Tuesday, 29 September 2015

Living with ME - A Guest Post by Catherine


Today in our occasional series Hidden Illnesses, Catherine has joined us, to talk about ME which is a long-term (chronic), fluctuating, neurological condition that causes symptoms affecting many body systems, more commonly the nervous and immune systems. ME affects an estimated 250,000 people in the UK, and around 17 million people worldwide, but many people know little about it. The message, as always is; just because you can't see it, that doesn't mean it isn't causing massive problems for the sufferer. Read on to find out more and perhaps help someone you know with this horrible condition. 

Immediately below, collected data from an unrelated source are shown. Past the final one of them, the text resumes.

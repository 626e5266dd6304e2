use std::time::Instant;
use tracing::{debug, info, warn};
use crate::command::drop_index::drop;
use crate::command::{format_elapsed, Command, CommandInfo};
use crate::core::error::Result;
use crate::core::progress::Job;
use crate::core::store::Store;
use crate::index::builder;
use crate::index::IndexType;
use crate::storage::update::UpdateScope;

/// Drops and rebuilds one selective index, writes its file and flags it as
/// present. On failure the index is left absent.
pub fn create(index_type: IndexType, store: &mut Store, job: &Job, interruptible: bool) -> Result<()> {
    drop(index_type, store)?;
    let built = builder::build(index_type, &store.records, &store.meta, job, interruptible)?;
    store.indexes.install(built);
    if let Err(e) = store.indexes.flush_index(index_type, &store.storage) {
        warn!(index = %index_type, error = %e, "index could not be written");
        store.indexes.discard(index_type);
        return Err(e);
    }
    store.meta.set_indexed(index_type, true);
    Ok(())
}

/// Builds every index whose creation was requested, in one update.
/// Returns the types that were built.
pub fn create_all(store: &mut Store, job: &Job) -> Result<Vec<IndexType>> {
    let requested: Vec<IndexType> = IndexType::SELECTIVE
        .into_iter()
        .filter(|ty| store.meta.is_requested(*ty))
        .collect();
    if requested.is_empty() {
        return Ok(requested);
    }

    let scope = UpdateScope::begin(&store.storage)?;
    let result = requested
        .iter()
        .try_for_each(|ty| create(*ty, store, job, false));
    let finished = scope.finish(&store.storage, &store.meta);
    result?;
    finished?;
    debug!(store = %store.meta.name, count = requested.len(), "requested indexes built");
    Ok(requested)
}

/// `CREATE INDEX <type>`, using the store's current index options
pub struct CreateIndex {
    index: String,
    job: Job,
}

impl CreateIndex {
    pub fn new(index: impl Into<String>) -> Self {
        CreateIndex {
            index: index.into(),
            job: Job::new(),
        }
    }
}

impl Command for CreateIndex {
    fn run(&mut self, store: &mut Store) -> Result<CommandInfo> {
        self.job.check_stop()?;
        let index_type = IndexType::parse(&self.index)?;
        let options = store.config.options.clone();
        options.validate(index_type)?;
        let start = Instant::now();

        let scope = UpdateScope::begin(&store.storage)?;
        let meta = &mut store.meta;
        meta.set_requested(index_type, true);
        if index_type == IndexType::FullText {
            meta.fulltext = options.fulltext.clone();
        }
        meta.includes.set(index_type, options.includes.get(index_type));
        meta.split_size = options.split_size;

        let result = create(index_type, store, &self.job, true);
        let finished = scope.finish(&store.storage, &store.meta);
        result?;
        finished?;

        let elapsed = start.elapsed();
        let mut message = format!("Index '{}' created in {}.", index_type, format_elapsed(elapsed));
        if let Some(index) = store.indexes.fulltext.as_ref().filter(|_| index_type == IndexType::FullText) {
            if options.split_size > 0 {
                message.push_str(&format!(" Postings merged from {} runs.", index.splits()));
            }
        }
        info!(store = %store.meta.name, "{}", message);
        Ok(CommandInfo { message, elapsed })
    }

    fn job(&self) -> &Job {
        &self.job
    }
}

Okay where to start? I'll start with telling you what it is I have got and that is ME or to use it's technical name Myalgic Encephalomylitis. Some people also know it by the name CFS aka Chronic Fatigue Syndrome.


Auburn Haired Lady
I was first struck down by this illness at the age of 16. I went to my first day of college and got a virus which I didn't recover from for the next 7 years.  I had it at the extreme end back then and I was virtually bedbound and housebound for that time, not leaving the house once and spending most of my time sleeping. In turn this lead to me having another invisible illness, anxiety and panic attacks.  The last 3 years indoors was down to me developing agoraphobia because of being ill and stuck indoors so long. I started going back out at 23 after 7 years of not seeing the outside world or anyone outside of my immediate family. It took me a long time just to be able to be ok going out and then going out alone and inside I was a nervous, anxious, terrified wreck. But I pushed and fought, and I mean I put up a hell of a fight to try and get my life back and I did to some extent. I started a volunteer job for the British Heart Foundation which I absolutely loved. I did this for 18 months until it all started to come tumbling down again.
Last year I started to feel very unwell, but struggled on until finally, in the July, I went to my GP and had a ton of blood tests done; ecg, chest x-ray and all came back normal. Then the dreaded ME was mentioned again. I tried to pretend it wasn't that and tried so hard to carry on probably for a lot longer than I should, as pushing yourself with ME is the worst thing you can do.  That on top of stresses I had going on at the time lead to this relapse. In January this year I had to give in and say enough is enough and I gave up my volunteer job indefinitely as I needed to focus on trying to get myself better. This has been a very hard 9/10 months to get my head around and the different way of living or, as I say right now, existing. Doctors can't diagnose ME until the symptoms have been there for at least 6 months and all tests comeback clear. Then you may be referred to an ME clinic or rheumatologist for official diagnosis and help. No one knows for sure why ME starts but it's thought to be when the immune system has come under attack, ie; after a virus.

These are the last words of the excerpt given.